§ **WHAT YOU SHOULD DO**:
Which lines below contain "RewriteReport"? Pull them out.
++++ ENTRIES SHOWN ++++
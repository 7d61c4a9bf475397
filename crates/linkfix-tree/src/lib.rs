//! Document trees for link rewriting.
//!
//! Two tree shapes, one per pipeline stage:
//!
//! - [`MdNode`]: owned markdown tree built from `pulldown-cmark` events and
//!   flattened back into events for HTML generation
//! - [`HtmlNode`]: HTML fragment tree parsed leniently with `quick-xml`
//!
//! Both implement [`linkfix_links::LinkNode`], so the same rewriter runs on
//! either.
//!
//! # Example
//!
//! ```
//! use linkfix_links::{LinkPrefixes, rewrite_links};
//! use linkfix_tree::{MdNode, parse_fragment};
//! use pulldown_cmark::Options;
//!
//! let prefixes = LinkPrefixes::default();
//!
//! let mut tree = MdNode::parse("[Setup](/guides/setup)", Options::empty());
//! rewrite_links(&mut tree, &prefixes);
//! let html = tree.to_html();
//! assert_eq!(html, "<p><a href=\"/docs/guides/setup\">Setup</a></p>\n");
//!
//! let mut rendered = parse_fragment(&html).unwrap();
//! assert!(rewrite_links(&mut rendered, &prefixes).is_unchanged());
//! ```

mod error;
mod html;
mod markdown;

pub use error::HtmlParseError;
pub use html::{Element, HtmlNode, parse_fragment};
pub use markdown::{MdKind, MdNode};
//! `linkfix check` command implementation.

use std::fs;
use std::path::{Path, PathBuf};

use clap::Args;
use linkfix_links::RewriteReport;
use tracing::{info, warn};

use super::{SettingsArgs, pipeline};
use crate::error::CliError;
use crate::output::Output;

/// Arguments for the check command.
#[derive(Args)]
pub(crate) struct CheckArgs {
    /// Markdown files or directories to scan (default: current directory).
    paths: Vec<PathBuf>,

    /// Exit with an error when any link needs the docs prefix.
    #[arg(long)]
    strict: bool,

    #[command(flatten)]
    pub settings: SettingsArgs,
}

/// Links the source stage would rewrite in one file.
#[derive(Debug)]
pub(crate) struct FileFindings {
    pub path: PathBuf,
    pub report: RewriteReport,
}

impl CheckArgs {
    /// Execute the check command.
    ///
    /// # Errors
    ///
    /// Returns an error if configuration fails, a file cannot be read, or
    /// `--strict` is set and any link needs the docs prefix.
    pub(crate) fn execute(self) -> Result<(), CliError> {
        let output = Output::new();
        let config = self.settings.load(None)?;
        let pipeline = pipeline(&config);

        let roots = if self.paths.is_empty() {
            vec![PathBuf::from(".")]
        } else {
            self.paths.clone()
        };
        let files = collect_markdown(&roots);
        info!(files = files.len(), "Scanning markdown files");

        let mut findings = Vec::new();
        for path in files {
            let markdown = fs::read_to_string(&path)?;
            let report = pipeline.source_rewrites(&markdown);
            if !report.is_unchanged() {
                findings.push(FileFindings { path, report });
            }
        }

        let total: usize = findings.iter().map(|f| f.report.rewritten()).sum();
        for finding in &findings {
            output.warning(&finding.path.display().to_string());
            for rewrite in &finding.report.rewrites {
                output.muted(&format!("  {} -> {}", rewrite.from, rewrite.to));
            }
        }

        if total == 0 {
            output.success("All links are canonical");
            return Ok(());
        }

        output.info(&format!(
            "{total} link(s) in {} file(s) need the docs prefix",
            findings.len()
        ));
        if self.strict {
            return Err(CliError::LinksNeedPrefix(total));
        }
        Ok(())
    }
}

/// Collect markdown files under `roots`, sorted for stable output.
///
/// Directories are walked recursively, skipping hidden entries. Explicit file
/// arguments are kept whatever their extension.
pub(crate) fn collect_markdown(roots: &[PathBuf]) -> Vec<PathBuf> {
    let mut files = Vec::new();
    for root in roots {
        if root.is_dir() {
            walk(root, &mut files);
        } else if root.is_file() {
            files.push(root.clone());
        } else {
            warn!(path = %root.display(), "Path does not exist");
        }
    }
    files.sort();
    files.dedup();
    files
}

fn walk(dir: &Path, files: &mut Vec<PathBuf>) {
    let Ok(entries) = fs::read_dir(dir) else {
        return;
    };

    for entry in entries.filter_map(Result::ok) {
        if entry.file_name().to_string_lossy().starts_with('.') {
            continue;
        }
        let path = entry.path();
        if entry.file_type().is_ok_and(|t| t.is_dir()) {
            walk(&path, files);
        } else if is_markdown(&path) {
            files.push(path);
        }
    }
}

fn is_markdown(path: &Path) -> bool {
    path.extension()
        .is_some_and(|e| e.eq_ignore_ascii_case("md") || e.eq_ignore_ascii_case("mdx"))
}
//! CLI error types.

use linkfix_config::ConfigError;
use linkfix_pipeline::PipelineError;

/// CLI error type.
#[derive(Debug, thiserror::Error)]
pub(crate) enum CliError {
    #[error("{0}")]
    Config(#[from] ConfigError),

    #[error("{0}")]
    Io(#[from] std::io::Error),

    #[error("{0}")]
    Pipeline(#[from] PipelineError),

    #[error("{0} link(s) need the docs prefix")]
    LinksNeedPrefix(usize),
}
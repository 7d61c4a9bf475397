//! Pipeline extension points and the link-fixing plugin.

use linkfix_links::{LinkPrefixes, RewriteReport, rewrite_links};
use linkfix_tree::{HtmlNode, MdNode};

/// Transform applied to the markdown tree before HTML generation.
pub trait SourceTransform {
    /// Short name used in logs.
    fn name(&self) -> &'static str;

    /// Mutate the tree in place and report what changed.
    fn apply(&self, tree: &mut MdNode) -> RewriteReport;
}

/// Transform applied to the rendered HTML tree.
pub trait RenderTransform {
    /// Short name used in logs.
    fn name(&self) -> &'static str;

    /// Mutate the tree in place and report what changed.
    fn apply(&self, tree: &mut HtmlNode) -> RewriteReport;
}

/// Prepends the docs prefix to root-relative links at either stage.
#[derive(Clone, Debug, Default)]
pub struct FixDocsLinks {
    prefixes: LinkPrefixes,
}

impl FixDocsLinks {
    /// Create the plugin for a deployment's prefixes.
    #[must_use]
    pub fn new(prefixes: LinkPrefixes) -> Self {
        Self { prefixes }
    }

    /// Prefixes this plugin rewrites with.
    #[must_use]
    pub fn prefixes(&self) -> &LinkPrefixes {
        &self.prefixes
    }
}

impl SourceTransform for FixDocsLinks {
    fn name(&self) -> &'static str {
        "fix-docs-links"
    }

    fn apply(&self, tree: &mut MdNode) -> RewriteReport {
        rewrite_links(tree, &self.prefixes)
    }
}

impl RenderTransform for FixDocsLinks {
    fn name(&self) -> &'static str {
        "fix-docs-links"
    }

    fn apply(&self, tree: &mut HtmlNode) -> RewriteReport {
        rewrite_links(tree, &self.prefixes)
    }
}
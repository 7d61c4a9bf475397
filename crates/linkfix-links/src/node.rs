//! Capability trait for tree shapes that carry links.

/// A node in a document tree that may be a link.
///
/// Each tree shape (markdown tree, rendered HTML tree) implements this once.
/// The traversal and the classifier are written against the trait, so the
/// stages share one behavior.
pub trait LinkNode: Sized {
    /// Whether this node is a link that the rewriter should inspect.
    fn is_link(&self) -> bool;

    /// Mutable link target of this node.
    ///
    /// Returns `None` when the node is not a link.
    fn target_mut(&mut self) -> Option<&mut String>;

    /// Direct children of this node.
    fn children_mut(&mut self) -> &mut [Self];
}
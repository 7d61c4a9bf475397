//! `linkfix fix-html` command implementation.

use std::path::PathBuf;

use clap::Args;
use tracing::info;

use super::{SettingsArgs, pipeline};
use crate::error::CliError;
use crate::output::Output;

/// Arguments for the fix-html command.
#[derive(Args)]
pub(crate) struct FixHtmlArgs {
    /// HTML file to fix in place.
    file: PathBuf,

    /// Report rewrites without writing the file.
    #[arg(long)]
    dry_run: bool,

    #[command(flatten)]
    pub settings: SettingsArgs,
}

impl FixHtmlArgs {
    /// Execute the fix-html command.
    ///
    /// # Errors
    ///
    /// Returns an error if configuration fails, the file cannot be read or
    /// written, or its HTML cannot be parsed.
    pub(crate) fn execute(self) -> Result<(), CliError> {
        let output = Output::new();
        let config = self.settings.load(None)?;

        let html = std::fs::read_to_string(&self.file)?;
        let fixed = pipeline(&config).fix_html(&html)?;
        info!(
            path = %self.file.display(),
            links = fixed.report.links,
            rewritten = fixed.report.rewritten(),
            "Fixed HTML links"
        );

        for rewrite in &fixed.report.rewrites {
            output.muted(&format!("  {} -> {}", rewrite.from, rewrite.to));
        }

        if fixed.report.is_unchanged() {
            output.success("No links to fix");
        } else if self.dry_run {
            output.info(&format!(
                "{} link(s) would be rewritten",
                fixed.report.rewritten()
            ));
        } else {
            std::fs::write(&self.file, &fixed.html)?;
            output.success(&format!(
                "Rewrote {} link(s) in {}",
                fixed.report.rewritten(),
                self.file.display()
            ));
        }

        Ok(())
    }
}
++++
§ **RESPONSE TO THE TASK**:
use linkfix_links::RewriteReport;
    pub report: RewriteReport,
use linkfix_links::{LinkPrefixes, RewriteReport, rewrite_links};
    fn apply(&self, tree: &mut MdNode) -> RewriteReport;
    fn apply(&self, tree: &mut HtmlNode) -> RewriteReport;
    fn apply(&self, tree: &mut MdNode) -> RewriteReport {
    fn apply(&self, tree: &mut HtmlNode) -> RewriteReport {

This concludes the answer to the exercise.